自宅に向かう京王線、調布駅からある親子が乗ってきました。
恐らく18歳くらいの男の子とその母親。男の子は一見してダウン症とわかる風貌でした。
私は隣に座ったその親子の会話になんとなく聞き耳を立ててしまいました。
どうやら男の子の進路について会話しているようでした。
「お母さん、僕頑張るからね、僕お母さんの面倒見るからね」
「ありがとうね」
自分にもし、この子の半分でも思い遣りがあったら……親不孝を続けた揚げ句、5月に80歳の母を亡くしたばかりだった私は涙が止まらなくなりました。
母親に対して、こんなに素直に、こんなに優しく言える子がいるだろうか──障害を持つ子供の親になった経験は私にはありませんが、この母親にとって、この男の子は健常者と同じく、いやそれ以上にかけがえのない宝物だろう、そう確信できました。

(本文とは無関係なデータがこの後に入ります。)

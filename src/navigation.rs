//! The navigation bar shown at the top of every page, and at the bottom on small screens.

use maud::{Markup, html};

use crate::endpoints;

/// Template for a link in the navigation bar.
///
/// It will change appearance if `is_current` is set to
/// `true`. Only one link should be set as active at any one time.
#[derive(Clone)]
struct Link<'a> {
    url: &'a str,
    title: &'a str,
    is_current: bool,
}

impl Link<'_> {
    fn into_desktop_html(self) -> Markup {
        let style = if self.is_current {
            "block py-2 px-3 text-white bg-blue-700 rounded-sm lg:bg-transparent
        lg:text-blue-700 lg:p-0 dark:text-white lg:dark:text-blue-500"
        } else {
            "block py-2 px-3 text-gray-900 rounded-sm hover:bg-gray-100
        lg:hover:bg-transparent lg:border-0 lg:hover:text-blue-700 lg:p-0
        dark:text-white lg:dark:hover:text-blue-500 dark:hover:bg-gray-700
        dark:hover:text-white lg:dark:hover:bg-transparent"
        };

        html!( a href=(self.url) class=(style) { (self.title) } )
    }
}

/// The links shown in the bottom bar on small screens. The rest go in the "Plus" menu.
const MOBILE_LINKS: [&str; 3] = [
    endpoints::DASHBOARD_VIEW,
    endpoints::CHEQUES_VIEW,
    endpoints::CLIENTS_VIEW,
];

pub struct NavBar<'a> {
    links: Vec<Link<'a>>,
}

impl NavBar<'_> {
    /// Get the navigation bar.
    ///
    /// If a link matches `active_endpoint`, then that link will be
    /// marked as active and displayed differently in the HTML.
    pub fn new(active_endpoint: &str) -> NavBar<'_> {
        let link = |url: &'static str, title: &'static str| Link {
            url,
            title,
            is_current: active_endpoint == url,
        };

        let links = vec![
            link(endpoints::DASHBOARD_VIEW, "Tableau de bord"),
            link(endpoints::CHEQUES_VIEW, "Chèques"),
            link(endpoints::CLIENTS_VIEW, "Clients"),
            link(endpoints::BANKS_VIEW, "Banques"),
            link(endpoints::WORKBOOKS_VIEW, "Classeurs Excel"),
            link(endpoints::NOTIFICATIONS_VIEW, "Notifications"),
            Link {
                url: endpoints::LOG_OUT,
                title: "Déconnexion",
                is_current: false,
            },
        ];

        NavBar { links }
    }

    pub fn into_html(self) -> Markup {
        let links = self.links;
        let more_is_active = links
            .iter()
            .any(|link| !MOBILE_LINKS.contains(&link.url) && link.is_current);
        let bottom_link_class = |is_current: bool| -> &'static str {
            if is_current {
                "flex w-full min-w-0 items-center justify-center rounded-lg \
                bg-blue-50 px-2.5 py-2 text-xs font-semibold leading-tight \
                text-blue-700 shadow-sm sm:px-4 sm:text-sm \
                dark:bg-blue-900/30 dark:text-blue-200"
            } else {
                "flex w-full min-w-0 items-center justify-center rounded-lg \
                px-2.5 py-2 text-xs font-semibold leading-tight text-gray-600 \
                sm:px-4 sm:text-sm \
                hover:bg-blue-50/70 hover:text-blue-700 dark:text-gray-300 \
                dark:hover:bg-blue-900/20 dark:hover:text-blue-200"
            }
        };
        let more_item_class = |is_current: bool| -> &'static str {
            if is_current {
                "block rounded-lg bg-blue-50 px-3 py-2 text-blue-700 \
                dark:bg-blue-900/30 dark:text-blue-200"
            } else {
                "block rounded-lg px-3 py-2 text-gray-700 hover:bg-gray-100 \
                hover:text-blue-700 dark:text-gray-200 dark:hover:bg-gray-800/80 \
                dark:hover:text-blue-200"
            }
        };

        html!(
            nav class="bg-white border-gray-200 dark:bg-gray-900"
            {
                div
                    class="max-w-screen-xl flex flex-wrap items-center justify-between mx-auto p-4"
                {
                    a
                        href=(endpoints::ROOT)
                        class="self-center text-2xl font-semibold whitespace-nowrap dark:text-white"
                    {
                        "Suivi des chèques"
                    }

                    div class="hidden w-full lg:block lg:w-auto"
                    {
                        ul
                            class="font-medium flex flex-col p-4 lg:p-0 mt-4
                            border border-gray-100 rounded bg-gray-50
                            lg:flex-row lg:space-x-8 rtl:space-x-reverse lg:mt-0
                            lg:border-0 lg:bg-white dark:bg-gray-800
                            lg:dark:bg-gray-900 dark:border-gray-700"
                        {
                            @for link in links.clone().into_iter() {
                                li { (link.into_desktop_html()) }
                            }
                        }
                    }
                }
            }

            nav class="fixed inset-x-0 bottom-0 z-40 lg:hidden"
            {
                div class="mx-auto max-w-screen-xl px-4 pb-4"
                {
                    div
                        class="rounded-xl border border-gray-200 bg-white/95
                        shadow-lg backdrop-blur dark:border-gray-700 dark:bg-gray-900/95"
                    {
                        ul
                            class="grid grid-cols-4 gap-2 px-4 py-3 text-xs font-semibold
                            text-gray-600 dark:text-gray-300"
                            aria-label="Navigation principale"
                        {
                            @for link in links.iter().filter(|link| MOBILE_LINKS.contains(&link.url)) {
                                li class="min-w-0" {
                                    a
                                        href=(link.url)
                                        class=(bottom_link_class(link.is_current))
                                        aria-current=[link.is_current.then_some("page")]
                                    {
                                        span class="truncate" { (link.title) }
                                    }
                                }
                            }

                            li class="min-w-0" {
                                details class="group relative"
                                {
                                    summary
                                        class=(bottom_link_class(more_is_active))
                                        aria-current=[more_is_active.then_some("page")]
                                    {
                                        span class="truncate" { "Plus" }
                                    }

                                    div
                                        class="absolute bottom-full right-0 mb-3 w-48 rounded-xl
                                        border border-gray-200 bg-white/95 p-2 shadow-xl
                                        backdrop-blur dark:border-gray-700 dark:bg-gray-900/95"
                                    {
                                        ul class="flex flex-col gap-1 text-sm font-medium"
                                        {
                                            @for link in links.iter().filter(|link| !MOBILE_LINKS.contains(&link.url)) {
                                                li {
                                                    a
                                                        href=(link.url)
                                                        class=(more_item_class(link.is_current))
                                                        aria-current=[link.is_current.then_some("page")]
                                                    {
                                                        (link.title)
                                                    }
                                                }
                                            }
                                        }
                                    }
                                }
                            }
                        }
                    }
                }
            }
        )
    }
}

#[cfg(test)]
mod nav_bar_tests {
    use std::collections::HashMap;

    use crate::{endpoints, navigation::NavBar};

    #[test]
    fn set_active_endpoint() {
        let mut cases = HashMap::new();
        cases.insert(endpoints::DASHBOARD_VIEW, true);
        cases.insert(endpoints::CHEQUES_VIEW, true);
        cases.insert(endpoints::CLIENTS_VIEW, true);
        cases.insert(endpoints::BANKS_VIEW, true);
        cases.insert(endpoints::WORKBOOKS_VIEW, true);
        cases.insert(endpoints::NOTIFICATIONS_VIEW, true);

        cases.insert(endpoints::ROOT, false);
        cases.insert(endpoints::NEW_CHEQUE_VIEW, false);
        cases.insert(endpoints::INTERNAL_ERROR_VIEW, false);
        cases.insert(endpoints::LOG_IN_API, false);
        cases.insert(endpoints::LOG_IN_VIEW, false);
        cases.insert(endpoints::LOG_OUT, false);
        cases.insert(endpoints::POST_CHEQUE, false);

        for (endpoint, should_be_active) in cases {
            let nav_bar = NavBar::new(endpoint);

            assert_link_active(nav_bar, endpoint, should_be_active);
        }
    }

    #[test]
    fn renders_every_link() {
        let html = NavBar::new(endpoints::CHEQUES_VIEW).into_html().into_string();

        for url in [
            endpoints::DASHBOARD_VIEW,
            endpoints::CHEQUES_VIEW,
            endpoints::CLIENTS_VIEW,
            endpoints::BANKS_VIEW,
            endpoints::WORKBOOKS_VIEW,
            endpoints::NOTIFICATIONS_VIEW,
            endpoints::LOG_OUT,
        ] {
            assert!(
                html.contains(&format!("href=\"{url}\"")),
                "want link to {url} in nav bar"
            );
        }
    }

    #[track_caller]
    fn assert_link_active(nav_bar: NavBar<'_>, endpoint: &str, should_be_active: bool) {
        for link in nav_bar.links {
            if link.url == endpoint {
                assert_eq!(
                    link.is_current, should_be_active,
                    "link {} should have is_current={should_be_active}",
                    link.url
                )
            } else {
                assert!(
                    !link.is_current,
                    "link {} should be inactive when {endpoint} is the current page",
                    link.url
                )
            }
        }
    }
}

この子の命を評価する権利など私達にあるのでしょうか? この子を上から見下ろすことなど私達にできるのでしょうか? もしかしたら見下されてるのは私達じゃないでしょうか。そう思えた一夜でした。
世の中に対して自分は何かできるんだろうか? わからない……この映画でその答えを出すことなどできないだろう。自分など無力だから。
でも……
やってみよう。それが『映画』の力のひとつであるなら、それが映画の可能性のひとつであるなら。やらなくてはいけないと思うから。
全ての女性たちが、恋愛、結婚、妊娠、出産を、その年令のせいで恐れなくてすむ、そんな世の中になることを、全ての男性が妻と子を支える勇気と力を持てる、そんな世の中になることを心から願って。
一人でも多くの方に──『空と海のあいだ』を。